The full set of records needs to be retyped exactly.

(Material for this exercise):
--------------------

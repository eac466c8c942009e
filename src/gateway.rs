//! Resilient call gateway.
//!
//! Every outbound request (chat completions, embeddings, image generation,
//! model listing, page fetches for images) runs through [`invoke`], which
//! retries transient failures with randomized exponential backoff and stops
//! on the first terminal error.
//!
//! # Classification
//!
//! | Signal | Kind |
//! |--------|------|
//! | timeout, connect error, HTTP 408/409/429/5xx, "try again" body | transient, retried |
//! | other HTTP 4xx | invalid request, returned immediately |
//! | success with undecodable body | invalid response, returned immediately |

use std::future::Future;
use std::time::{Duration, Instant};

use rand::Rng;
use reqwest::StatusCode;
use tracing::{debug, warn};

use crate::config::RetryConfig;
use crate::error::GatewayError;

/// Retry bounds for one class of calls.
#[derive(Debug, Clone)]
pub struct RetryPolicy {
    pub max_attempts: u32,
    pub min_wait: Duration,
    pub max_wait: Duration,
    pub max_elapsed: Option<Duration>,
}

impl Default for RetryPolicy {
    fn default() -> Self {
        Self::from_config(&RetryConfig::default())
    }
}

impl RetryPolicy {
    pub fn from_config(config: &RetryConfig) -> Self {
        Self {
            max_attempts: config.max_attempts.max(1),
            min_wait: Duration::from_millis(config.min_wait_ms),
            max_wait: Duration::from_millis(config.max_wait_ms.max(config.min_wait_ms)),
            max_elapsed: (config.max_elapsed_secs > 0)
                .then(|| Duration::from_secs(config.max_elapsed_secs)),
        }
    }

    /// A policy that makes exactly `max_attempts` attempts with no waiting.
    pub fn immediate(max_attempts: u32) -> Self {
        Self {
            max_attempts: max_attempts.max(1),
            min_wait: Duration::ZERO,
            max_wait: Duration::ZERO,
            max_elapsed: None,
        }
    }

    /// Range the wait before `attempt` (1-based) is drawn from.
    pub fn wait_bounds(&self, attempt: u32) -> (Duration, Duration) {
        if attempt <= 1 {
            return (Duration::ZERO, Duration::ZERO);
        }
        let exponent = (attempt - 2).min(16);
        let grown = self.min_wait.saturating_mul(1 << exponent);
        let high = grown.clamp(self.min_wait, self.max_wait);
        (self.min_wait, high)
    }

    /// Randomized wait before `attempt`.
    pub fn backoff(&self, attempt: u32) -> Duration {
        let (low, high) = self.wait_bounds(attempt);
        let low_ms = low.as_millis() as u64;
        let high_ms = high.as_millis() as u64;
        if high_ms <= low_ms {
            return low;
        }
        Duration::from_millis(rand::thread_rng().gen_range(low_ms..=high_ms))
    }
}

/// Run `call` under `policy`.
///
/// The closure receives the 1-based attempt number and must build a fresh
/// request each time. Terminal errors are returned after a single attempt;
/// transient errors are retried until the attempt cap or the elapsed bound
/// is reached, after which the last error is returned.
pub async fn invoke<T, F, Fut>(
    policy: &RetryPolicy,
    operation: &str,
    mut call: F,
) -> Result<T, GatewayError>
where
    F: FnMut(u32) -> Fut,
    Fut: Future<Output = Result<T, GatewayError>>,
{
    let started = Instant::now();
    let mut attempt = 1;

    loop {
        let begun = Instant::now();
        let err = match call(attempt).await {
            Ok(value) => {
                debug!(
                    operation,
                    attempt,
                    elapsed_secs = begun.elapsed().as_secs_f64(),
                    "call completed"
                );
                return Ok(value);
            }
            Err(err) if !err.is_transient() => return Err(err),
            Err(err) => err,
        };

        if attempt >= policy.max_attempts {
            warn!(operation, attempt, error = %err, "giving up after final attempt");
            return Err(err);
        }

        let wait = policy.backoff(attempt + 1);
        if let Some(limit) = policy.max_elapsed {
            if started.elapsed() + wait > limit {
                warn!(operation, attempt, error = %err, "retry time budget exhausted");
                return Err(err);
            }
        }

        warn!(
            operation,
            attempt,
            wait_ms = wait.as_millis() as u64,
            error = %err,
            "transient failure, retrying"
        );
        tokio::time::sleep(wait).await;
        attempt += 1;
    }
}

/// Map a non-success HTTP status to an error kind.
pub fn classify_status(status: StatusCode, body: &str) -> GatewayError {
    let message = format!("{} {}", status, truncate(body, 300));
    let code = status.as_u16();
    if status.is_server_error() || matches!(code, 408 | 409 | 429) {
        return GatewayError::TransientUpstream(message);
    }
    if body.to_ascii_lowercase().contains("try again") {
        return GatewayError::TransientUpstream(message);
    }
    GatewayError::InvalidRequest(message)
}

/// Send one request and decode its JSON body.
pub async fn send_json(request: reqwest::RequestBuilder) -> Result<serde_json::Value, GatewayError> {
    let response = request.send().await?;
    let status = response.status();
    if !status.is_success() {
        let body = response.text().await.unwrap_or_default();
        return Err(classify_status(status, &body));
    }
    let text = response.text().await?;
    serde_json::from_str(&text)
        .map_err(|e| GatewayError::InvalidResponse(format!("Invalid response: {e}")))
}

/// Send one request and return the raw body bytes.
pub async fn send_bytes(request: reqwest::RequestBuilder) -> Result<Vec<u8>, GatewayError> {
    let response = request.send().await?;
    let status = response.status();
    if !status.is_success() {
        let body = response.text().await.unwrap_or_default();
        return Err(classify_status(status, &body));
    }
    Ok(response.bytes().await?.to_vec())
}

fn truncate(text: &str, max_chars: usize) -> &str {
    match text.char_indices().nth(max_chars) {
        Some((idx, _)) => &text[..idx],
        None => text,
    }
}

--------------------

(Task response):
repository eac466c8c942009e
filename src/gateway.rs
//! Resilient call gateway.
//!
//! Every outbound request (chat completions, embeddings, image generation,
//! model listing, page fetches for images) runs through [`invoke`], which
//! retries transient failures with randomized exponential backoff and stops
//! on the first terminal error.
//!
//! # Classification
//!
//! | Signal | Kind |
//! |--------|------|
//! | timeout, connect error, HTTP 408/409/429/5xx, "try again" body | transient, retried |
//! | other HTTP 4xx | invalid request, returned immediately |
//! | success with undecodable body | invalid response, returned immediately |

use std::future::Future;
use std::time::{Duration, Instant};

use rand::Rng;
use reqwest::StatusCode;
use tracing::{debug, warn};

use crate::config::RetryConfig;
use crate::error::GatewayError;

/// Retry bounds for one class of calls.
#[derive(Debug, Clone)]
pub struct RetryPolicy {
    pub max_attempts: u32,
    pub min_wait: Duration,
    pub max_wait: Duration,
    pub max_elapsed: Option<Duration>,
}

impl Default for RetryPolicy {
    fn default() -> Self {
        Self::from_config(&RetryConfig::default())
    }
}

impl RetryPolicy {
    pub fn from_config(config: &RetryConfig) -> Self {
        Self {
            max_attempts: config.max_attempts.max(1),
            min_wait: Duration::from_millis(config.min_wait_ms),
            max_wait: Duration::from_millis(config.max_wait_ms.max(config.min_wait_ms)),
            max_elapsed: (config.max_elapsed_secs > 0)
                .then(|| Duration::from_secs(config.max_elapsed_secs)),
        }
    }

    /// A policy that makes exactly `max_attempts` attempts with no waiting.
    pub fn immediate(max_attempts: u32) -> Self {
        Self {
            max_attempts: max_attempts.max(1),
            min_wait: Duration::ZERO,
            max_wait: Duration::ZERO,
            max_elapsed: None,
        }
    }

    /// Range the wait before `attempt` (1-based) is drawn from.
    pub fn wait_bounds(&self, attempt: u32) -> (Duration, Duration) {
        if attempt <= 1 {
            return (Duration::ZERO, Duration::ZERO);
        }
        let exponent = (attempt - 2).min(16);
        let grown = self.min_wait.saturating_mul(1 << exponent);
        let high = grown.clamp(self.min_wait, self.max_wait);
        (self.min_wait, high)
    }

    /// Randomized wait before `attempt`.
    pub fn backoff(&self, attempt: u32) -> Duration {
        let (low, high) = self.wait_bounds(attempt);
        let low_ms = low.as_millis() as u64;
        let high_ms = high.as_millis() as u64;
        if high_ms <= low_ms {
            return low;
        }
        Duration::from_millis(rand::thread_rng().gen_range(low_ms..=high_ms))
    }
}

/// Run `call` under `policy`.
///
/// The closure receives the 1-based attempt number and must build a fresh
/// request each time. Terminal errors are returned after a single attempt;
/// transient errors are retried until the attempt cap or the elapsed bound
/// is reached, after which the last error is returned.
pub async fn invoke<T, F, Fut>(
    policy: &RetryPolicy,
    operation: &str,
    mut call: F,
) -> Result<T, GatewayError>
where
    F: FnMut(u32) -> Fut,
    Fut: Future<Output = Result<T, GatewayError>>,
{
    let started = Instant::now();
    let mut attempt = 1;

    loop {
        let begun = Instant::now();
        let err = match call(attempt).await {
            Ok(value) => {
                debug!(
                    operation,
                    attempt,
                    elapsed_secs = begun.elapsed().as_secs_f64(),
                    "call completed"
                );
                return Ok(value);
            }
            Err(err) if !err.is_transient() => return Err(err),
            Err(err) => err,
        };

        if attempt >= policy.max_attempts {
            warn!(operation, attempt, error = %err, "giving up after final attempt");
            return Err(err);
        }

        let wait = policy.backoff(attempt + 1);
        if let Some(limit) = policy.max_elapsed {
            if started.elapsed() + wait > limit {
                warn!(operation, attempt, error = %err, "retry time budget exhausted");
                return Err(err);
            }
        }

        warn!(
            operation,
            attempt,
            wait_ms = wait.as_millis() as u64,
            error = %err,
            "transient failure, retrying"
        );
        tokio::time::sleep(wait).await;
        attempt += 1;
    }
}

/// Map a non-success HTTP status to an error kind.
pub fn classify_status(status: StatusCode, body: &str) -> GatewayError {
    let message = format!("{} {}", status, truncate(body, 300));
    let code = status.as_u16();
    if status.is_server_error() || matches!(code, 408 | 409 | 429) {
        return GatewayError::TransientUpstream(message);
    }
    if body.to_ascii_lowercase().contains("try again") {
        return GatewayError::TransientUpstream(message);
    }
    GatewayError::InvalidRequest(message)
}

/// Send one request and decode its JSON body.
pub async fn send_json(request: reqwest::RequestBuilder) -> Result<serde_json::Value, GatewayError> {
    let response = request.send().await?;
    let status = response.status();
    if !status.is_success() {
        let body = response.text().await.unwrap_or_default();
        return Err(classify_status(status, &body));
    }
    let text = response.text().await?;
    serde_json::from_str(&text)
        .map_err(|e| GatewayError::InvalidResponse(format!("Invalid response: {e}")))
}

/// Send one request and return the raw body bytes.
pub async fn send_bytes(request: reqwest::RequestBuilder) -> Result<Vec<u8>, GatewayError> {
    let response = request.send().await?;
    let status = response.status();
    if !status.is_success() {
        let body = response.text().await.unwrap_or_default();
        return Err(classify_status(status, &body));
    }
    Ok(response.bytes().await?.to_vec())
}

fn truncate(text: &str, max_chars: usize) -> &str {
    match text.char_indices().nth(max_chars) {
        Some((idx, _)) => &text[..idx],
        None => text,
    }
}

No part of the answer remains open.